Episode 97: The Apocalypse

When I first became a Christian, as a 16 year old with no church background, I pictured God’s judgements purely in terms of personal morality. As if God were the strict. schoolmaster and we were the naughty children skipping class and back chatting to teachers (there was probably a reason I thought of things that way). But this morality paradigm has the potential to blind us to a more basic perspective on judgement found throughout Christian scripture, in the Old and the New testament. 

Judgement is about putting things right. It’s about overthrowing what is wrong with the world and establishing the good. So God is not to be thought of as the strict schoolmaster looking out for naughty children and ensuring we all keep his rules. He’s more like the heroic justice commissioner, who vows to root out corruption, expose all abuses of power, and bring all tyrants down from their thrones. This justice paradigm is stated perfectly in the description of the future Messiah that’s found in the foundational prophecy of Isaiah chapter 11, written 700 years before Christ. It goes like this: 

With righteousness he [the Messiah] will judge the needy, with justice he will give decisions for the poor of the earth. He will strike the earth with the rod of his mouth; with the breath of his lips he will slay the wicked. (v.4)

Remember that image, won’t you? A weapon out of his mouth. 

Overthrowing evil and establishing justice and peace is the main business of the divinely appointed judge, the Messiah. And Jesus himself is cast throughout the New Testament as fulfilling this role. In passage after passage, we hear about Jesus as the judge. Jesus himself said he was the judge. I mean, here’s Matthew 25: 

“When the Son of Man, [that’s Jesus’ way of referring to himself] comes in his glory and all the angels with him, he will sit on his glorious throne. All nations will be gathered before him, and he will separate the people one from another as a shepherd separates the sheep from the goats. He will put the sheep on his right and the goats on his left.” (v.31-33)

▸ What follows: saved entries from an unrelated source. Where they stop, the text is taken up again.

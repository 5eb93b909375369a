//! Context snapshot persistence

use std::sync::Arc;

use chrono::Utc;
use r2d2::Pool;
use r2d2_sqlite::SqliteConnectionManager;
use rusqlite::{params, OptionalExtension, Row};
use tracing::debug;
use uuid::Uuid;

use crate::memory_db::schema::*;

const SNAPSHOT_COLUMNS: &str = "c.snapshot_id, c.session_id, c.timestamp, c.critical_facts, c.retrieval_priority";

pub struct SnapshotStore {
    pool: Arc<Pool<SqliteConnectionManager>>,
}

impl SnapshotStore {
    pub fn new(pool: Arc<Pool<SqliteConnectionManager>>) -> Self {
        Self { pool }
    }

    fn get_conn(&self) -> anyhow::Result<r2d2::PooledConnection<SqliteConnectionManager>> {
        self.pool.get().map_err(|e| anyhow::anyhow!("Failed to get connection from pool: {}", e))
    }

    pub fn insert(&self, session_id: &str, facts: &CriticalFacts, priority: u8) -> anyhow::Result<ContextSnapshot> {
        let snapshot_id = Uuid::new_v4().to_string();
        let (now, now_str) = now_timestamp();
        let facts_json = serde_json::to_string(facts)?;
        let priority = priority.min(10);

        let conn = self.get_conn()?;
        conn.execute(
            "INSERT INTO context_snapshots (snapshot_id, session_id, timestamp, critical_facts, retrieval_priority)
             VALUES (?1, ?2, ?3, ?4, ?5)",
            params![&snapshot_id, session_id, &now_str, &facts_json, priority],
        )?;

        debug!("Stored snapshot {} for session {} (priority {})", snapshot_id, session_id, priority);
        Ok(ContextSnapshot {
            snapshot_id,
            session_id: session_id.to_string(),
            timestamp: now,
            critical_facts: facts.clone(),
            retrieval_priority: priority,
        })
    }

    pub fn latest(&self, session_id: &str) -> anyhow::Result<Option<ContextSnapshot>> {
        let conn = self.get_conn()?;
        let snapshot = conn
            .query_row(
                &format!(
                    "SELECT {} FROM context_snapshots c
                     WHERE c.session_id = ?1
                     ORDER BY c.timestamp DESC, c.rowid DESC
                     LIMIT 1",
                    SNAPSHOT_COLUMNS
                ),
                [session_id],
                |row| Ok(self.row_to_snapshot(row)),
            )
            .optional()?;
        snapshot.transpose()
    }

    /// Newest snapshots first, optionally only those of sessions on `project_path`.
    pub fn recent(&self, project_path: Option<&str>, limit: usize) -> anyhow::Result<Vec<ContextSnapshot>> {
        let conn = self.get_conn()?;
        let mut stmt = conn.prepare(&format!(
            "SELECT {} FROM context_snapshots c
             JOIN sessions s ON s.session_id = c.session_id
             WHERE ?1 IS NULL OR s.project_path = ?1
             ORDER BY c.timestamp DESC, c.rowid DESC
             LIMIT ?2",
            SNAPSHOT_COLUMNS
        ))?;

        let mut rows = stmt.query(params![project_path, limit as i64])?;
        let mut snapshots = Vec::new();
        while let Some(row) = rows.next()? {
            snapshots.push(self.row_to_snapshot(row)?);
        }
        Ok(snapshots)
    }

    fn row_to_snapshot(&self, row: &Row) -> anyhow::Result<ContextSnapshot> {
        let timestamp_str: String = row.get(2)?;
        let facts_json: String = row.get(3)?;
        let priority: i64 = row.get(4)?;

        Ok(ContextSnapshot {
            snapshot_id: row.get(0)?,
            session_id: row.get(1)?,
            timestamp: parse_datetime_safe(&timestamp_str).unwrap_or_else(Utc::now),
            critical_facts: serde_json::from_str(&facts_json)?,
            retrieval_priority: priority.clamp(0, 10) as u8,
        })
    }
}

#[cfg(test)]
mod tests {
    use super::*;
    use crate::memory_db::MemoryDatabase;

    #[test]
    fn test_latest_is_newest() {
        let db = MemoryDatabase::new_in_memory().unwrap();
        let session = db.sessions.create_session("/repo", "t", None).unwrap();
        assert!(db.snapshots.latest(&session.session_id).unwrap().is_none());

        let first = CriticalFacts { task_state: "first".into(), ..Default::default() };
        let second = CriticalFacts { task_state: "second".into(), ..Default::default() };
        db.snapshots.insert(&session.session_id, &first, 5).unwrap();
        db.snapshots.insert(&session.session_id, &second, 7).unwrap();

        let latest = db.snapshots.latest(&session.session_id).unwrap().unwrap();
        assert_eq!(latest.critical_facts.task_state, "second");
        assert_eq!(latest.retrieval_priority, 7);
    }

    #[test]
    fn test_recent_filters_by_project() {
        let db = MemoryDatabase::new_in_memory().unwrap();
        let a = db.sessions.create_session("/a", "t", None).unwrap();
        let b = db.sessions.create_session("/b", "t", None).unwrap();
        db.snapshots.insert(&a.session_id, &CriticalFacts::default(), 5).unwrap();
        db.snapshots.insert(&b.session_id, &CriticalFacts::default(), 5).unwrap();

        assert_eq!(db.snapshots.recent(None, 10).unwrap().len(), 2);
        let only_a = db.snapshots.recent(Some("/a"), 10).unwrap();
        assert_eq!(only_a.len(), 1);
        assert_eq!(only_a[0].session_id, a.session_id);
    }

    #[test]
    fn test_priority_is_capped_on_insert() {
        let db = MemoryDatabase::new_in_memory().unwrap();
        let session = db.sessions.create_session("/repo", "t", None).unwrap();
        let snapshot = db.snapshots.insert(&session.session_id, &CriticalFacts::default(), 42).unwrap();
        assert_eq!(snapshot.retrieval_priority, 10);
    }
}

Then the passage says he blesses those on his right. And then we read:
“Then he will say to those on his left, ‘Depart from me, you who are cursed, into the eternal fire prepared for the devil and his angels. For I was hungry and you gave me nothing to eat, I was thirsty and you gave me nothing to drink, I was a stranger and you did not invite me in, I needed clothes and you did not clothe me, I was sick and in prison and you did not look after me.’ (v.41-43)

‘Whatever you did not do for one of the least of these, you did not do for me.’ (v.45)

Judgement on those who ignored justice, goodness and compassion. Which brings us to the Book of Revelation, which takes this same idea of Christ as the judge from Isaiah 11 and from Jesus’ own teachings, and then puts it in apocalyptic style. The New Testament’s most frightening chapter about divine judgement is Revelation 18. It’s all about the downfall of the archetypal wealthy oppressor, the opulent, demagogic, tyrannical Babylon which is clearly code for Rome. Here it is: 
Woe! Woe to you, great city, where all who had ships on the sea became rich through her wealth!  (v.19)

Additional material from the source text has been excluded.